The socialisation question IS a legitimate question and area of query. Therefore, I don't mind the question whatsoever. I always ensure I aid and answer the question as thoroughly as possible, to either help the individual or enlighten them in their understanding of what home education actually looks like.
My children socialise a lot! I make a conscious effort to establish socialisation into our homeschool. As a result, they socialise and mix well with children of all ages as well as adults and they have the ability to work with others regardless of age and background.

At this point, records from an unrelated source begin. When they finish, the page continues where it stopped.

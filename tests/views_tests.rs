// SPDX-License-Identifier: MIT
// Copyright 2026 Roland Dreier <roland@rolandd.dev>

//! Tests for the catalog, detail, profile and setup views.

use axum::http::{Method, StatusCode};
use bikers_app::models::{Profile, Vehicle};
use bikers_app::services::IdentityProvider;
use bikers_app::views::{
    AppRoute, BikeDetailView, CatalogView, Navigation, Navigator, ProfileEditor, ProfileSetupView,
    ViewState,
};
use serde_json::json;
use std::time::Duration;

mod common;
use common::{rider, test_context, StubApi, MOCK_TOKEN};

const PROFILE_PATH: &str = "/api/user/profile";

fn stub_with_profile() -> StubApi {
    let stub = StubApi::with_catalog();
    stub.set_profile(MOCK_TOKEN, json!({"name": "Asha", "bikeId": "v1"}));
    stub
}

// ─── Catalog ─────────────────────────────────────────────────────────────────

#[tokio::test]
async fn test_catalog_lists_bikes() {
    let stub = stub_with_profile();
    let (ctx, provider) = test_context(&stub).await;
    provider.sign_in(rider()).await.unwrap();

    let mut nav = Navigator::new(AppRoute::Dashboard);
    let mut view = CatalogView::new();
    view.load(&ctx, &mut nav).await;

    assert_eq!(view.bikes().len(), 2);
    let rendered = view.to_string();
    assert!(rendered.contains("Signed in as Asha <asha@example.com>"));
    assert!(rendered.contains("Hello, Asha!"));
    assert!(rendered.contains("- Classic 350 (Royal Enfield • Cruiser)  ₹2,15,000  Top Speed: 114 km/h"));
    assert!(rendered.contains("[/bikes/v2]"));
}

#[tokio::test]
async fn test_empty_catalog_shows_empty_state() {
    let stub = stub_with_profile();
    stub.state().bikes.clear();
    let (ctx, provider) = test_context(&stub).await;
    provider.sign_in(rider()).await.unwrap();

    let mut nav = Navigator::new(AppRoute::Dashboard);
    let mut view = CatalogView::new();
    view.load(&ctx, &mut nav).await;

    assert!(matches!(view.state(), ViewState::Ready(c) if c.bikes.is_empty()));
    assert!(view.to_string().contains("No bikes found."));
}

8. Have family supported your decision?
My husband and I are very much on the same page when it comes to the education of our children. Our families were not particularly supportive at first, however, that was because of lack of real knowledge on the subject and they associated it with all the negative media that surrounds home education. Once they began to see our children learning and growing and mixing with others and being well-rounded little beings, their opinions changed and now they are respectful of our right to choose whether our children are in the system or at home. This can take time and many years, as it did with us, so patience and holding firm to your objectives is necessary.
9. How do you incorporate physical education into your home ed days?
We do PE as part of our local home ed group. So my children attend weekly PE lessons, where they are exposed to different sports and techniques. Moreover, my children are very sporty and athletic, they are involved in many sports groups and clubs including, yoga, football, gymnastics, basketball and karate. They do a sports activity every day of the week. My eldest son is also an Academy football player, signed at Brighton and Hove Albion FC and so he trains four days a week and I include that into our physical education time.
10. Do you plan and how far in advance?
Yes I do plan. It very much depends on the units of study, however, often it will be weekly or monthly if I have to purchase text. This also gives us room to be spontaneous and flexible by moving things around and rescheduling if we decided to take a trip or be more relaxed.
11. What is a typical home ed day like?
It is very busy! It starts early with a quick clean and organise of our home. Followed by breakfast, washing/changing and everyone settling into the schoolroom. My children work best in the morning and so they often choose to get individual subjects for which they're all at different levels, completed early on. They will then do some reading, and arabic, handwriting and spelling until lunch. After lunch, they will pray and then continue with group work including subjects such as history, geography, art, and IT. School usually finishes early afternoon, freeing up the rest of the afternoon for extra curricular activities.
12. Do you spend a lot of money on resources?
Yes, I guess I would be considered as someone who spends a fair amount. In our homeschool this includes workbooks, supplies, printing costs, cost of experiments, online programmes, as well as, all the clubs and homeschool activities/trips my children take part in as part of our local home education group.
13. How do you make time for yourself?
I don't! I haven't mastered this yet. After six years, I still struggle to make time for myself, there never seems enough hours in the day! I also have a terrible habit of filling up moments of "free" time with other jobs that need doing, in the hope that I will have less to do, however in reality, never giving myself an opportunity to take a break.
14. What advise would you give someone starting their home ed journey?
Be very clear on your reasons and objectives for home educating, be patient through the process, be authentic and find what suits and works for your child(ren) and home. This is a journey, it takes time and effort to find what works for you and your home. Try to be authentic in your homeschool and not feel pressured to be like and do what others are-this is fundamental! Home education is full of highs and lows, it's very much a trial and error, learning on the job kind of role, so you have to be realistic and patient as you go through this testing, yet beautifully, life changing journey.